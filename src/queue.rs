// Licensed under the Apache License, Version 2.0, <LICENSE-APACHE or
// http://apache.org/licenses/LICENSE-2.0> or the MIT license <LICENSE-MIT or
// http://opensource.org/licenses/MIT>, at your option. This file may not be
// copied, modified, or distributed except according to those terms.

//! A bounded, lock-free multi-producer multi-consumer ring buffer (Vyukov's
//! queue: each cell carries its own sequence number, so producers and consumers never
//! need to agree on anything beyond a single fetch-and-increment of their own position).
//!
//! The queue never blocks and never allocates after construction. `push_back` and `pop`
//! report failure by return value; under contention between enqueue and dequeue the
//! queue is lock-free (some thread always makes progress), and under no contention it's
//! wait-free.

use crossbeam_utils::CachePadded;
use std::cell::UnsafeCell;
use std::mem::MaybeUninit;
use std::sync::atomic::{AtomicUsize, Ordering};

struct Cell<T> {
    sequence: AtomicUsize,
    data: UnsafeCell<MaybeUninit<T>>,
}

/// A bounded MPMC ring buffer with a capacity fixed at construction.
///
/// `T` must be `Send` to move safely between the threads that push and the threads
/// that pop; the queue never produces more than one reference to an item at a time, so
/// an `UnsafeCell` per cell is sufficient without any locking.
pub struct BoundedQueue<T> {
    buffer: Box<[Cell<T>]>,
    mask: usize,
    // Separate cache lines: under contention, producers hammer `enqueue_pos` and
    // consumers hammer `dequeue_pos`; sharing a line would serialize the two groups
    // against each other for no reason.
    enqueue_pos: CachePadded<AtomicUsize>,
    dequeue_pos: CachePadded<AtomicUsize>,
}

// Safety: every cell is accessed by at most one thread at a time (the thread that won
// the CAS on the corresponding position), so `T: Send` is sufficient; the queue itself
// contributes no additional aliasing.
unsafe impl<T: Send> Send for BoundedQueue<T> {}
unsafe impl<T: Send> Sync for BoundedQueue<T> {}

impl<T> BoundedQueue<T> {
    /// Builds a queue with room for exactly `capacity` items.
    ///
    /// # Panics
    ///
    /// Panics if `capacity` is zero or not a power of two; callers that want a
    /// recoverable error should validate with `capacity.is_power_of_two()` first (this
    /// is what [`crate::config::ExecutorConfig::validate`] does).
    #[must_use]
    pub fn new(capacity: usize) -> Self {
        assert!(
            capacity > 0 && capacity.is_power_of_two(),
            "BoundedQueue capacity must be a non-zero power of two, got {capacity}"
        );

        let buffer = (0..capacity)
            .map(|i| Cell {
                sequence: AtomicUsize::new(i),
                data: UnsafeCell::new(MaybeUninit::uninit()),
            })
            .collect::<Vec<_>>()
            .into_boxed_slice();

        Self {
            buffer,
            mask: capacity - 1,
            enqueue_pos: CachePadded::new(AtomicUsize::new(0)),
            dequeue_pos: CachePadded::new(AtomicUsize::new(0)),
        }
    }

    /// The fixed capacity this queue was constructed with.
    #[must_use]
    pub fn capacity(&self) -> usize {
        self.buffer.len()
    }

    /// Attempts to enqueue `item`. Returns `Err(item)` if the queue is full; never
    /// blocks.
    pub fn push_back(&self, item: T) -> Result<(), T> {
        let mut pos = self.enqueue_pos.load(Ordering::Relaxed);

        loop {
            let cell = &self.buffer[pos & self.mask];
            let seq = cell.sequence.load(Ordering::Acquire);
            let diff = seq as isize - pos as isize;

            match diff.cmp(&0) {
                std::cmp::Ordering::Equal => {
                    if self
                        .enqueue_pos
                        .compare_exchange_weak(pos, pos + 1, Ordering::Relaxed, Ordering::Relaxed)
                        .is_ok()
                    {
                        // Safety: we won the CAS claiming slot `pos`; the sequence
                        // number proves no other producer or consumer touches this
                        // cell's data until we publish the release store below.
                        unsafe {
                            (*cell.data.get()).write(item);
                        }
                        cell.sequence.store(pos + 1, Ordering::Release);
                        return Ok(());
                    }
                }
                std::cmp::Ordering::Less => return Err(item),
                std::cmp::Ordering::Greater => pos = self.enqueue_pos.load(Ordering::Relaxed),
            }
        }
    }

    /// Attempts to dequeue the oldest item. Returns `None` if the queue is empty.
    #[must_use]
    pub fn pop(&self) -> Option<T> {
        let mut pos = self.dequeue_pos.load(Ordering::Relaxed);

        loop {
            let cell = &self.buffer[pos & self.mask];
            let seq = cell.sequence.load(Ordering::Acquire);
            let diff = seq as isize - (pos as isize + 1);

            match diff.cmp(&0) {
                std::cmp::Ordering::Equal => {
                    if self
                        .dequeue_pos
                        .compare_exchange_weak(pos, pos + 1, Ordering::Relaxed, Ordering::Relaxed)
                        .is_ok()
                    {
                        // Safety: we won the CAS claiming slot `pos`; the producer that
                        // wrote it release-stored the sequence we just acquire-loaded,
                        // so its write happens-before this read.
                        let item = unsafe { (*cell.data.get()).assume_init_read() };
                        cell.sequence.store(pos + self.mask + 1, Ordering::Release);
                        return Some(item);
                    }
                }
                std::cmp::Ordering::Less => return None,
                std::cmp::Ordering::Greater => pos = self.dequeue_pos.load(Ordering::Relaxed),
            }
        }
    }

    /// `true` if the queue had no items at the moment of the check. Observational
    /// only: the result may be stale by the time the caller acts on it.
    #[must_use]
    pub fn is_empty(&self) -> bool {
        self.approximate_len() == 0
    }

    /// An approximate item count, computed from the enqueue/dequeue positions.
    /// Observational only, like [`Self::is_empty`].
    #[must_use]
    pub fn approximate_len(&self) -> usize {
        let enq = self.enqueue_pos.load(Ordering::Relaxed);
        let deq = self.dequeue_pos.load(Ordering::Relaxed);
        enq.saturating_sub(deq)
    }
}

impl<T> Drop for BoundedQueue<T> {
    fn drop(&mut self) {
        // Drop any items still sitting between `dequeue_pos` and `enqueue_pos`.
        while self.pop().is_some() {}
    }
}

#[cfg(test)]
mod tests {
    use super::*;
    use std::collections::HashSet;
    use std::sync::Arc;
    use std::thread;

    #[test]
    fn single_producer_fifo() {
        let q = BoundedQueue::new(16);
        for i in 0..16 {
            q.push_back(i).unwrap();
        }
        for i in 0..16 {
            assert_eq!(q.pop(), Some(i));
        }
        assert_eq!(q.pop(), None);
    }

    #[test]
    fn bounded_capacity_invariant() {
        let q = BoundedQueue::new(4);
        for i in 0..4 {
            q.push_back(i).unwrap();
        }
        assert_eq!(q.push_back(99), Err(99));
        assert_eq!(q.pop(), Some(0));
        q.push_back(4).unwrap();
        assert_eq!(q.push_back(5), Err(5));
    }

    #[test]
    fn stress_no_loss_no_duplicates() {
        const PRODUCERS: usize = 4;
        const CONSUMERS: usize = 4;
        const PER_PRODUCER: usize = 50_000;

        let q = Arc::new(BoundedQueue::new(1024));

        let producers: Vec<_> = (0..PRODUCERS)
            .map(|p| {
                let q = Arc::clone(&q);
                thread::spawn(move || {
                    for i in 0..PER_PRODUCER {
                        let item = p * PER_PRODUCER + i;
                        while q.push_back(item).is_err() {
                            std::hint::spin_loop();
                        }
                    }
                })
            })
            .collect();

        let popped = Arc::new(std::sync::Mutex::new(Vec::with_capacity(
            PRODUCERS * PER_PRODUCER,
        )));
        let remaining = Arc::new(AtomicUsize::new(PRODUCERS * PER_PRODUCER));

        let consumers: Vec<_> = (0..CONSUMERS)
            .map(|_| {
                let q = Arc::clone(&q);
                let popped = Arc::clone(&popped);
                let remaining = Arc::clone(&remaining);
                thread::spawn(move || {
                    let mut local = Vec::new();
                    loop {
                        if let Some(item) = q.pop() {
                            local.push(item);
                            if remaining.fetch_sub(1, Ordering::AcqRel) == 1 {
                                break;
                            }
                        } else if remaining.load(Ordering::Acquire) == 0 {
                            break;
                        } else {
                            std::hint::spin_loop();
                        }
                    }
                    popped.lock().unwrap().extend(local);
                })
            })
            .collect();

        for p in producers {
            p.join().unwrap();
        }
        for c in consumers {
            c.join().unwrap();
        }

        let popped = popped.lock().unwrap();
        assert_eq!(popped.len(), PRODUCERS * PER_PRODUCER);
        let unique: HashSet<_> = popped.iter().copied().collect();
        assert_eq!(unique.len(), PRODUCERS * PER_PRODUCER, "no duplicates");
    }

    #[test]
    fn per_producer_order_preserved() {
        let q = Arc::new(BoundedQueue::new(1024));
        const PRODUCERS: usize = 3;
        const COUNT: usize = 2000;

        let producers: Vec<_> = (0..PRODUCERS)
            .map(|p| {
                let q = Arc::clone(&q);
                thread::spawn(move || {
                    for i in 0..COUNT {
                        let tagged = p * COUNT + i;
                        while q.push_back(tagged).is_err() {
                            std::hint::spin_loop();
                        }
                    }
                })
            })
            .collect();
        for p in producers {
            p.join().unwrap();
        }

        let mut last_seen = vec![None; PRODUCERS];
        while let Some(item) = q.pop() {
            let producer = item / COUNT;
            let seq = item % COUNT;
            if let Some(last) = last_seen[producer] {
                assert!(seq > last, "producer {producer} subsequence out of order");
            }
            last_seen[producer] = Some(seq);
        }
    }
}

....

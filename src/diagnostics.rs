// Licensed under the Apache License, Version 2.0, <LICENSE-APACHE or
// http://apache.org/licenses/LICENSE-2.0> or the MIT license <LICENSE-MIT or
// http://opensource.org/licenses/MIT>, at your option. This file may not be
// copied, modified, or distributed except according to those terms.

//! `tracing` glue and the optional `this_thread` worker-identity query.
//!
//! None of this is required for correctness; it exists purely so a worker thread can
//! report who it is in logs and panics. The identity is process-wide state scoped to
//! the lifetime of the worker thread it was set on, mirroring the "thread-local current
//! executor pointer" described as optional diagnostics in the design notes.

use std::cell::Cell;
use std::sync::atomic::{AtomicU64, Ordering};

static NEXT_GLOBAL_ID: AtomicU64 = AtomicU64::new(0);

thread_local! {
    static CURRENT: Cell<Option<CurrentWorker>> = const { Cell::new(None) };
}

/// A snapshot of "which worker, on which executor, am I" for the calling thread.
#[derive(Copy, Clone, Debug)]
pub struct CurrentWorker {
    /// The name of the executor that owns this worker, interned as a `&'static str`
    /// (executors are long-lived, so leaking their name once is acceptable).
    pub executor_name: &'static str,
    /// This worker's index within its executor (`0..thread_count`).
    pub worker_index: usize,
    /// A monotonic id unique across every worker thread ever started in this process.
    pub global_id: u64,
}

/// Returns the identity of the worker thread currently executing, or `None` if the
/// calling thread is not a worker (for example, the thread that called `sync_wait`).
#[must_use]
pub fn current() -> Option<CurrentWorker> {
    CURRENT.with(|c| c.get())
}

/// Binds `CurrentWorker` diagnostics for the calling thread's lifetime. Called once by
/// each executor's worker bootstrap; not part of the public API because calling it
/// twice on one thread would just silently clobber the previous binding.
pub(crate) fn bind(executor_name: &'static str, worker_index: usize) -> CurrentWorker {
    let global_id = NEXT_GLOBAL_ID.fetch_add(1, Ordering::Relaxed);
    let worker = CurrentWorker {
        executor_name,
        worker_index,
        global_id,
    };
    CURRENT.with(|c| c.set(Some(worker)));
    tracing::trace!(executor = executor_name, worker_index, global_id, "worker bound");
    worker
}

....

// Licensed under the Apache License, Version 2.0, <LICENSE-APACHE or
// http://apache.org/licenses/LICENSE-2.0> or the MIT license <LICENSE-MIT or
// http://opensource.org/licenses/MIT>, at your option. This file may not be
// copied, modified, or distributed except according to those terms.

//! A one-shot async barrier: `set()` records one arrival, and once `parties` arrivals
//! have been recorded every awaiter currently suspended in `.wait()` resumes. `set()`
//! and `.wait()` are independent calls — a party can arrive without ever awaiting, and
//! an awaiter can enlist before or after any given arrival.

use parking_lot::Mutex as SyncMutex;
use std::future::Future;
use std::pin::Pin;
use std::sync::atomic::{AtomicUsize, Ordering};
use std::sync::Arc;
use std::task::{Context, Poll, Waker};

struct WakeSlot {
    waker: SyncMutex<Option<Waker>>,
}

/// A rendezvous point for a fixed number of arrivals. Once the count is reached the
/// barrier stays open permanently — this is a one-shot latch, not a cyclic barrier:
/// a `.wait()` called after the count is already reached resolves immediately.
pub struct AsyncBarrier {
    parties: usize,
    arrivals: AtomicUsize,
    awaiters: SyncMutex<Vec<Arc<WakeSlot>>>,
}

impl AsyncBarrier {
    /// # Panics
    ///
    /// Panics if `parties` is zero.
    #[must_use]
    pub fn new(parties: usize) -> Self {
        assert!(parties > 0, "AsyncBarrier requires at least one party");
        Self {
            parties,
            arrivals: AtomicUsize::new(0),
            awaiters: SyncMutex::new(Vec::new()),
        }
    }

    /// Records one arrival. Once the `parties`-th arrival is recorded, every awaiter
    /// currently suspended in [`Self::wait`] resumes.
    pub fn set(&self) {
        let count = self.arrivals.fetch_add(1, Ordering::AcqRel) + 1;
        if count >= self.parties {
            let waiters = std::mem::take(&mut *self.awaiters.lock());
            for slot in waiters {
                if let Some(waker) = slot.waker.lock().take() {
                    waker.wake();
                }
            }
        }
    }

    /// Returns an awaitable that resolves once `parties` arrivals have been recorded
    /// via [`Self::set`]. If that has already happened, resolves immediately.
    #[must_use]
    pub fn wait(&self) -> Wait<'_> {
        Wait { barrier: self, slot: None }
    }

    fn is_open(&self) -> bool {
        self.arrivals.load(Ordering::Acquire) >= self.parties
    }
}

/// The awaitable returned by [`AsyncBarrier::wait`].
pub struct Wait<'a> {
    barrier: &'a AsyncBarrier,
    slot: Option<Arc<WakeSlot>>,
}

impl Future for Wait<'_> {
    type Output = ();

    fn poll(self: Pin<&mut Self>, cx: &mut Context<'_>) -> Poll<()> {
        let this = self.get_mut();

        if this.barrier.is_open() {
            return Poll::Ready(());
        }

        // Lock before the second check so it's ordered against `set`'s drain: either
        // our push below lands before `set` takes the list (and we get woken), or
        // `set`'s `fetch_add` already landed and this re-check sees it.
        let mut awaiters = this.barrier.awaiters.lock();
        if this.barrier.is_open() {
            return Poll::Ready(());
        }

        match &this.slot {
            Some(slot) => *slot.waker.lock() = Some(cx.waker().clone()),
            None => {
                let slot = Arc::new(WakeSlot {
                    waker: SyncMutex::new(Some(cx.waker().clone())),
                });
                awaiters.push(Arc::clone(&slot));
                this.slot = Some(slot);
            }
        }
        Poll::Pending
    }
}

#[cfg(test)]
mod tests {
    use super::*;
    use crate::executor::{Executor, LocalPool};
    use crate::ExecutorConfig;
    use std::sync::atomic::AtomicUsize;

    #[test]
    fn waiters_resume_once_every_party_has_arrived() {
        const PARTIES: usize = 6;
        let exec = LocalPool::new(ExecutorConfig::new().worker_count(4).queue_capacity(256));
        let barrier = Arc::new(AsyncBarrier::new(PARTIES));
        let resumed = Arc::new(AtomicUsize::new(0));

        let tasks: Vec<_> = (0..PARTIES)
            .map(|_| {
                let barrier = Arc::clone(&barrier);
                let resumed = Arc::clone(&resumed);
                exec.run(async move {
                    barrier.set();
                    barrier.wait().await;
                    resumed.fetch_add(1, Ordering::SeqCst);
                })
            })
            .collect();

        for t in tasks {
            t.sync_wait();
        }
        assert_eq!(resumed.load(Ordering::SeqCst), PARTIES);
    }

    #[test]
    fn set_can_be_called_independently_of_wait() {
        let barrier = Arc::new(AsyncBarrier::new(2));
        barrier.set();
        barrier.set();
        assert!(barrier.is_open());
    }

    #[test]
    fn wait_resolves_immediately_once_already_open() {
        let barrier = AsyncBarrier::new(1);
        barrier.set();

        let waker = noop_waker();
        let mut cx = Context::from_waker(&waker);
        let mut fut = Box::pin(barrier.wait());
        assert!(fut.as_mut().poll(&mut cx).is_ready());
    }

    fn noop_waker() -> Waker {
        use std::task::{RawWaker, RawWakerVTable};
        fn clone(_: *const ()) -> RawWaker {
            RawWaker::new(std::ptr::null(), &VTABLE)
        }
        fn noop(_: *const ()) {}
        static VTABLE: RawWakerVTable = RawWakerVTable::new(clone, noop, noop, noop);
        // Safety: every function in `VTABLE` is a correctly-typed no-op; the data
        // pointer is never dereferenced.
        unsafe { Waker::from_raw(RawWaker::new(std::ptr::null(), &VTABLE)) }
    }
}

....

WORK REQUEST.
Filter the data for the string "free" and copy every line that has it.

TASK OUTPUT.
//! A bounded, lock-free multi-producer multi-consumer ring buffer (Vyukov's
//! queue is lock-free (some thread always makes progress), and under no contention it's
//! wait-free.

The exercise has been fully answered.